Editor’s Note: This article is part of Oliver Wyman's ongoing series about the evolving novel coronavirus (COVID-19) pandemic.
Earlier this month, Sam Glick, Partner in Oliver Wyman's Health & Life Sciences practice, joined Glen Tullman, Livongo Health's Executive Chairman and Founder, to present their latest digital and virtual health views on a webinar called Beyond Telehealth: Fundamentally Reimagining Healthcare Delivery. Sam and Glen discussed what's now possible in a COVID-19 landscape regarding traditional telehealth and remote monitoring, how the pandemic especially represents a silver lining for patients with chronic conditions, and how data-enhanced care is empowering consumers and consumers' healthcare communities.
See below how during the webinar, an artist created a visual rendition of some of the most memorable moments from their discussion.
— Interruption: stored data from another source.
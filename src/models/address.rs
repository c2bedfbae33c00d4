use ethers::types::Address;
use once_cell::sync::Lazy;
use regex::Regex;
use serde::{Deserialize, Serialize};
use std::fmt;
use std::str::FromStr;

static ADDRESS_RE: Lazy<Regex> = Lazy::new(|| {
    Regex::new(r"^0x[0-9a-fA-F]{40}$").expect("address pattern is valid")
});

/// A `0x`-prefixed, 40 hex digit address exactly as the user typed it.
///
/// Letter casing is kept for display; comparisons that need to ignore
/// casing go through [`ContractAddress::to_lowercase`].
#[derive(Debug, Clone, PartialEq, Eq, Hash, Serialize, Deserialize)]
#[serde(try_from = "String", into = "String")]
pub struct ContractAddress(String);

impl ContractAddress {
    /// Returns `true` if `s` has the shape of an address
    pub fn is_valid(s: &str) -> bool {
        ADDRESS_RE.is_match(s)
    }
    
    pub fn parse(s: &str) -> Option<Self> {
        if Self::is_valid(s) {
            Some(Self(s.to_string()))
        } else {
            None
        }
    }
    
    pub fn as_str(&self) -> &str {
        &self.0
    }
    
    pub fn to_lowercase(&self) -> String {
        self.0.to_lowercase()
    }
    
    /// The 20 byte value behind the hex string
    pub fn h160(&self) -> Address {
        // The shape check guarantees 40 hex digits, so this cannot fail
        Address::from_str(&self.0).unwrap_or_default()
    }
}

impl From<Address> for ContractAddress {
    fn from(address: Address) -> Self {
        // `{:?}` on H160 prints the full lower-case hex form
        Self(format!("{:?}", address))
    }
}

impl TryFrom<String> for ContractAddress {
    type Error = String;
    
    fn try_from(value: String) -> std::result::Result<Self, Self::Error> {
        if Self::is_valid(&value) {
            Ok(Self(value))
        } else {
            Err(format!("not an address: {}", value))
        }
    }
}

impl From<ContractAddress> for String {
    fn from(address: ContractAddress) -> Self {
        address.0
    }
}

impl fmt::Display for ContractAddress {
    fn fmt(&self, f: &mut fmt::Formatter<'_>) -> fmt::Result {
        f.write_str(&self.0)
    }
}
To help leaders across the greater healthcare industry make better sense of the role telehealth plays in a new COVID world, below, we also present both some key takeaways and interpretive sketches.
- "Before the pandemic, the Centers for Medicare & Medicaid Services (CMS) [typically] saw about 11,000 video visits a week. For Medicare members in April, they saw 1.3 million video visits a week."
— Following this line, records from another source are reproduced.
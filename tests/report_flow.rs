mod common;

use std::sync::Arc;
use std::time::Duration;

use argus_shield::resolvers::DemoReportSink;
use argus_shield::validation::*;
use argus_shield::view::*;
use argus_shield::{AddressReporter, ArgusError};
use common::*;

fn reporter(sink: Arc<RecordingSink>) -> AddressReporter<RecordingView> {
    let mut reporter = AddressReporter::new(sink, RecordingView::default());
    reporter.open();
    reporter
}

#[tokio::test]
async fn test_successful_report() {
    let sink = Arc::new(RecordingSink::default());
    let mut reporter = reporter(sink.clone());
    
    reporter
        .submit(RANDOM, "  drained my wallet  ", " alice@example.com ")
        .await
        .unwrap();
    
    assert_eq!(reporter.state(), ViewState::Results);
    assert_eq!(
        reporter.view().states(),
        vec![ViewState::Loading, ViewState::Results]
    );
    assert_eq!(reporter.view().calls.last(), Some(&ViewCall::Panel(ReportPanel::Success)));
    
    let submitted = sink.submitted.lock().unwrap();
    assert_eq!(submitted.len(), 1);
    assert_eq!(submitted[0].address.as_str(), RANDOM);
    assert_eq!(submitted[0].description.as_deref(), Some("drained my wallet"));
    assert_eq!(submitted[0].email.as_deref(), Some("alice@example.com"));
}

#[tokio::test]
async fn test_anonymous_report_without_description() {
    let sink = Arc::new(RecordingSink::default());
    let mut reporter = reporter(sink.clone());
    
    reporter.submit(RANDOM, "", "").await.unwrap();
    
    let submitted = sink.submitted.lock().unwrap();
    assert_eq!(submitted[0].description, None);
    assert_eq!(submitted[0].email, None);
}

#[tokio::test]
async fn test_bad_address_never_reaches_loading() {
    let sink = Arc::new(RecordingSink::default());
    let mut reporter = reporter(sink.clone());
    
    let err = reporter.submit("not-an-address", "", "").await.unwrap_err();
    
    assert!(matches!(err, ArgusError::InvalidFormat { field: FormField::Address, .. }));
    assert_eq!(sink.count(), 0);
    assert!(reporter.view().states().is_empty());
    assert!(!reporter.view().calls.contains(&ViewCall::Submitting(true)));
    assert_eq!(reporter.hints().error(FormField::Address), Some(INVALID_ADDRESS));
    assert_eq!(reporter.view().last_hint().unwrap().text(), INVALID_ADDRESS);
}

#[tokio::test]
async fn test_bad_email_blocks_submission() {
    let sink = Arc::new(RecordingSink::default());
    let mut reporter = reporter(sink.clone());
    
    let err = reporter.submit(RANDOM, "", "not-an-email").await.unwrap_err();
    
    assert!(matches!(err, ArgusError::InvalidFormat { field: FormField::Email, .. }));
    assert_eq!(sink.count(), 0);
    assert_eq!(reporter.hints().error(FormField::Email), Some(INVALID_EMAIL));
    assert_eq!(reporter.hints().error(FormField::Address), None);
}

#[tokio::test]
async fn test_failed_submission_shows_toast_and_returns_to_idle() {
    let sink = Arc::new(RecordingSink::failing());
    let mut reporter = reporter(sink.clone());
    
    let err = reporter.submit(RANDOM, "", "").await.unwrap_err();
    
    assert!(matches!(err, ArgusError::ResolutionFailed(_)));
    assert_eq!(reporter.state(), ViewState::Idle);
    assert_eq!(
        reporter.view().states(),
        vec![ViewState::Loading, ViewState::Error, ViewState::Idle]
    );
    assert_eq!(reporter.view().toasts(), vec![Toast::error(MSG_GENERIC_FAILURE)]);
    assert!(reporter.view().calls.contains(&ViewCall::Submitting(false)));
    assert!(!reporter.view().calls.contains(&ViewCall::Panel(ReportPanel::Success)));
}

#[tokio::test]
async fn test_blur_validation() {
    let sink = Arc::new(RecordingSink::default());
    let mut reporter = reporter(sink);
    
    assert!(!reporter.on_address_blur("0x123"));
    assert_eq!(reporter.hints().error(FormField::Address), Some(INVALID_ADDRESS_FORMAT));
    
    // Emptying the field clears the complaint
    assert!(reporter.on_address_blur(""));
    assert_eq!(reporter.view().last_hint().unwrap().text(), ADDRESS_HINT);
    
    assert!(reporter.on_address_blur(RANDOM));
    assert_eq!(reporter.hints().error(FormField::Address), None);
}

#[tokio::test]
async fn test_close_resets_modal() {
    let sink = Arc::new(RecordingSink::default());
    let mut reporter = reporter(sink);
    
    reporter.submit("bad", "", "bad").await.unwrap_err();
    reporter.submit(RANDOM, "", "still-bad").await.unwrap_err();
    assert!(reporter.hints().error(FormField::Email).is_some());
    
    reporter.close().unwrap();
    
    assert!(!reporter.is_open());
    assert_eq!(reporter.state(), ViewState::Idle);
    assert_eq!(reporter.hints().error(FormField::Address), None);
    assert_eq!(reporter.hints().error(FormField::Email), None);
    assert_eq!(reporter.view().calls.last(), Some(&ViewCall::Panel(ReportPanel::Form)));
    
    reporter.open();
    assert!(reporter.is_open());
}

#[tokio::test]
async fn test_close_after_success_allows_new_report() {
    let sink = Arc::new(RecordingSink::default());
    let mut reporter = reporter(sink.clone());
    
    reporter.submit(RANDOM, "", "").await.unwrap();
    reporter.close().unwrap();
    reporter.open();
    reporter.submit(TETHER, "", "").await.unwrap();
    
    assert_eq!(sink.count(), 2);
}

#[tokio::test(start_paused = true)]
async fn test_abandoned_submission_reenables_form() {
    let sink = DemoReportSink::new().with_delay(Duration::from_secs(5));
    let mut reporter = AddressReporter::new(Arc::new(sink), RecordingView::default());
    reporter.open();
    
    let abandoned = tokio::time::timeout(Duration::from_millis(10), reporter.submit(RANDOM, "", "")).await;
    assert!(abandoned.is_err());
    
    assert_eq!(reporter.state(), ViewState::Idle);
    assert_eq!(reporter.view().calls.last(), Some(&ViewCall::Submitting(false)));
    assert!(reporter.view().states().ends_with(&[ViewState::Loading, ViewState::Idle]));
    
    reporter.close().unwrap();
    reporter.open();
    reporter.submit(RANDOM, "", "").await.unwrap();
    assert_eq!(reporter.view().calls.last(), Some(&ViewCall::Panel(ReportPanel::Success)));
}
- "[Regarding telehealth's old process], you drive to your physician's office, you see her or him, and then you drive home. Now, we've made it simpler, but [patients are still] spending 10 or 15 minutes directly with a person. That's hard to scale. If we want to provide that same level of quality to everyone in the world, we will very quickly run out of physicians. That's not really the best use of technology. It's like if you took a horse and buggy [versus flying] in a jet."
- "Rather than doing an annual checkup, [imagine] you get a call in the future that says, 'Great news. You don't need an annual checkup because we're monitoring you and we can tell you're doing great. So, whatever you're doing, keep doing it. We'll save you the time of a checkup.' Someone else who actually needs care might take the slot you would have used. And there we can optimize the use of our physicians and optimize the person's time. We're starting to see the first step."
- "The largest reason people don't get care is transportation and access. So, people in rural areas don't have an endocrinologist. They don't have a cancer specialist. So how do we deliver that care wherever they are in the world? One answer is you get better transportation to cart them from their location to the hospital. But that really in many respects is untenable. And it's not very much fun for a lot of these folks. You've got to send virtually an ambulance to pick them up and take them to see someone for five minutes when it would be much better to give them a digital setup."